La face pâle et morne d’un jour d’hiver s’avançait languissamment, voilée d’un brouillard glacial. Les spectres des navires se transformaient avec lenteur en lourdes masses noires ; et le soleil, qui, d’une teinte sanglante, montait derrière les mâts et les vergues, paraissait plein des débris d’une forêt qu’il avait incendiée.

Lizzie, restée sur la porte, ayant aperçu de loin son père, dont elle guettait l’arrivée, alla se mettre au milieu de la chaussée afin qu’il pût la voir. Il ne ramenait que son bateau et revenait rapidement. Un groupe de ces créatures amphibies qui paraissent avoir la faculté mystérieuse d’extraire de la Tamise des moyens d’existence rien qu’en la regardant, lorsque la marée monte, se tenaient sur la chaussée. Dès que le bateau d’Hexam eut abordé, les causeurs baissèrent rapidement les yeux, et le groupe se dispersa. Lizzie vit alors que la réprobation commençait.

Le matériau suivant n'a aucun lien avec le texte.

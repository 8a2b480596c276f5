//! HTTP fetcher for archive pages
//!
//! This module provides the single-attempt HTTP fetcher used by every crawl
//! step, with features including:
//! - Fixed timeout and identifying headers
//! - Charset detection from the Content-Type header or a `<meta charset>` tag
//! - Two call conventions: [`ArchiveFetcher::fetch`] propagates failures,
//!   [`ArchiveFetcher::try_fetch`] logs them and yields `None`
//! - A redirect-following probe that never reads the response body
//!
//! Requests are never retried.

use crate::crawler::headers::build_archive_headers;
use crate::utils::error::FetchError;
use encoding_rs::{Encoding, UTF_8, WINDOWS_1252};
use regex::Regex;
use reqwest::{Client, Response};
use std::sync::LazyLock;
use std::time::Duration;
use url::Url;

static META_CHARSET: LazyLock<Regex> = LazyLock::new(|| {
    Regex::new(r#"(?i)<meta[^>]+charset\s*=\s*["']?([A-Za-z0-9_\-:]+)"#).unwrap()
});

/// Outcome of a redirect-following probe
#[derive(Debug, Clone, PartialEq, Eq)]
pub struct ProbeOutcome {
    /// Status of the final response in the redirect chain
    pub status: u16,

    /// URL the redirect chain ended at
    pub final_url: String,
}

/// Single-attempt fetcher for archive and publisher pages
pub struct ArchiveFetcher {
    /// HTTP client with configured timeout and default headers
    client: Client,
}

impl ArchiveFetcher {
    /// Create a new fetcher
    ///
    /// # Arguments
    ///
    /// * `user_agent` - Identifying User-Agent header value
    /// * `timeout` - Per-request timeout
    ///
    /// # Errors
    ///
    /// Returns `FetchError::Http` if the HTTP client cannot be created
    pub fn new(user_agent: &str, timeout: Duration) -> Result<Self, FetchError> {
        let client = Client::builder()
            .default_headers(build_archive_headers(user_agent))
            .timeout(timeout)
            .gzip(true)
            .build()?;

        Ok(Self { client })
    }

    /// Fetch a page body, propagating any failure
    ///
    /// Used for pages the crawl cannot continue without (start, year and
    /// month pages).
    ///
    /// # Errors
    ///
    /// - `FetchError::InvalidUrl` if the URL does not parse
    /// - `FetchError::Timeout` if the request timed out
    /// - `FetchError::Status` for any non-2xx response
    /// - `FetchError::Http` for other transport failures
    /// - `FetchError::Decode` if the body cannot be decoded
    pub async fn fetch(&self, url: &str) -> Result<String, FetchError> {
        let parsed = Url::parse(url).map_err(|e| FetchError::InvalidUrl(format!("{url}: {e}")))?;

        tracing::debug!(url = %url, "Fetching URL");

        let response = self
            .client
            .get(parsed)
            .send()
            .await
            .map_err(FetchError::from_transport)?;

        let status = response.status();
        if !status.is_success() {
            return Err(FetchError::Status(status.as_u16()));
        }

        self.decode_response(response).await
    }

    /// Fetch a page body, absorbing any failure
    ///
    /// Failures are logged at warn level and reported as `None`, so leaf
    /// pages can be skipped without aborting the crawl.
    pub async fn try_fetch(&self, url: &str) -> Option<String> {
        match self.fetch(url).await {
            Ok(body) => Some(body),
            Err(e) => {
                tracing::warn!(url = %url, error = %e, "Failed to fetch page");
                None
            }
        }
    }

    /// Follow redirects from `url` and report where they end
    ///
    /// The response body is dropped unread.
    ///
    /// # Errors
    ///
    /// Returns `FetchError` on an unparseable URL or a transport failure.
    /// Error statuses are not errors here; they are reported in the outcome.
    pub async fn probe(&self, url: &str) -> Result<ProbeOutcome, FetchError> {
        let parsed = Url::parse(url).map_err(|e| FetchError::InvalidUrl(format!("{url}: {e}")))?;

        tracing::debug!(url = %url, "Probing URL");

        let response = self
            .client
            .get(parsed)
            .send()
            .await
            .map_err(FetchError::from_transport)?;

        Ok(ProbeOutcome {
            status: response.status().as_u16(),
            final_url: response.url().to_string(),
        })
    }

    async fn decode_response(&self, response: Response) -> Result<String, FetchError> {
        let content_type = response
            .headers()
            .get(reqwest::header::CONTENT_TYPE)
            .and_then(|v| v.to_str().ok())
            .map(|s| s.to_string())
            .unwrap_or_default();

        let bytes = response.bytes().await.map_err(FetchError::from_transport)?;

        decode_bytes(&bytes, &content_type)
    }
}

/// Decode a response body to a string
///
/// Tries, in order:
/// 1. The charset named in the Content-Type header
/// 2. A `<meta charset>` declaration in the first kilobyte
/// 3. UTF-8
/// 4. Windows-1252, which accepts any byte sequence
///
/// # Errors
///
/// Returns `FetchError::Decode` if a declared charset is unknown and no
/// fallback decodes cleanly
pub fn decode_bytes(bytes: &[u8], content_type: &str) -> Result<String, FetchError> {
    let declared = charset_from_content_type(content_type).or_else(|| charset_from_meta(bytes));

    if let Some(encoding) = declared {
        let (cow, _, had_errors) = encoding.decode(bytes);
        if !had_errors {
            return Ok(cow.into_owned());
        }
        tracing::debug!(encoding = encoding.name(), "Declared charset did not decode cleanly");
    }

    let (cow, _, had_errors) = UTF_8.decode(bytes);
    if !had_errors {
        return Ok(cow.into_owned());
    }

    let (cow, _, had_errors) = WINDOWS_1252.decode(bytes);
    if !had_errors {
        return Ok(cow.into_owned());
    }

    Err(FetchError::Decode(
        "Failed to decode content with declared charset, UTF-8 or windows-1252".to_string(),
    ))
}

fn charset_from_content_type(content_type: &str) -> Option<&'static Encoding> {
    let lower = content_type.to_ascii_lowercase();
    let label = lower.split("charset=").nth(1)?;
    let label = label.split(';').next()?.trim().trim_matches('"');
    Encoding::for_label(label.as_bytes())
}

fn charset_from_meta(bytes: &[u8]) -> Option<&'static Encoding> {
    let head = String::from_utf8_lossy(&bytes[..bytes.len().min(1024)]);
    let caps = META_CHARSET.captures(&head)?;
    Encoding::for_label(caps.get(1)?.as_str().as_bytes())
}

#[cfg(test)]
mod tests {
    use super::*;

    #[test]
    fn test_fetcher_creation() {
        let fetcher = ArchiveFetcher::new("ndli-toi-scraper/1.0", Duration::from_secs(15));
        assert!(fetcher.is_ok());
    }

    #[test]
    fn test_decode_utf8() {
        let text = "Times of India — 1938";
        let decoded = decode_bytes(text.as_bytes(), "text/html; charset=utf-8");
        assert_eq!(decoded.unwrap(), text);
    }

    #[test]
    fn test_decode_declared_latin1() {
        // "café" in windows-1252
        let bytes: &[u8] = &[0x63, 0x61, 0x66, 0xe9];
        let decoded = decode_bytes(bytes, "text/html; charset=ISO-8859-1");
        assert_eq!(decoded.unwrap(), "café");
    }

    #[test]
    fn test_decode_meta_charset() {
        let mut bytes = br#"<html><head><meta charset="windows-1252"></head><body>"#.to_vec();
        bytes.extend_from_slice(&[0x63, 0x61, 0x66, 0xe9]);
        let decoded = decode_bytes(&bytes, "text/html").unwrap();
        assert!(decoded.ends_with("café"));
    }

    #[test]
    fn test_decode_undeclared_invalid_utf8_falls_back() {
        let bytes: &[u8] = &[0x63, 0x61, 0x66, 0xe9];
        let decoded = decode_bytes(bytes, "");
        assert_eq!(decoded.unwrap(), "café");
    }

    #[test]
    fn test_charset_from_content_type() {
        assert_eq!(
            charset_from_content_type("text/html; charset=\"UTF-8\""),
            Some(UTF_8)
        );
        assert_eq!(charset_from_content_type("text/html"), None);
    }

    #[tokio::test]
    async fn test_fetch_rejects_invalid_url() {
        let fetcher = ArchiveFetcher::new("ndli-toi-scraper/1.0", Duration::from_secs(1)).unwrap();
        let result = fetcher.fetch("not a url").await;
        assert!(matches!(result, Err(FetchError::InvalidUrl(_))));

        let absorbed = fetcher.try_fetch("not a url").await;
        assert!(absorbed.is_none());
    }
}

Gaffer s’aperçut également de quelque chose, car en mettant le pied sur la rive, il regarda autour de lui et parut étonné. Mais il se remit à la besogne, attira son bateau, l’amarra solidement, puis en enleva la corde, le gouvernail et les rames ; et Lizzie venant à son aide, il prit avec elle le chemin de la maison.

« Approchez-vous du feu, père ; je vais m’occuper du déjeuner. Asseyez-vous ; il est tout préparé ; je vous attendais pour le faire cuire. Vous devez être gelé, pauvre père !

— Il est certain que je n’ai pas chaud, ma Lizzie. J’avais les mains si froides qu’elles en étaient clouées aux godilles ; vois comme j’ai les doigts morts.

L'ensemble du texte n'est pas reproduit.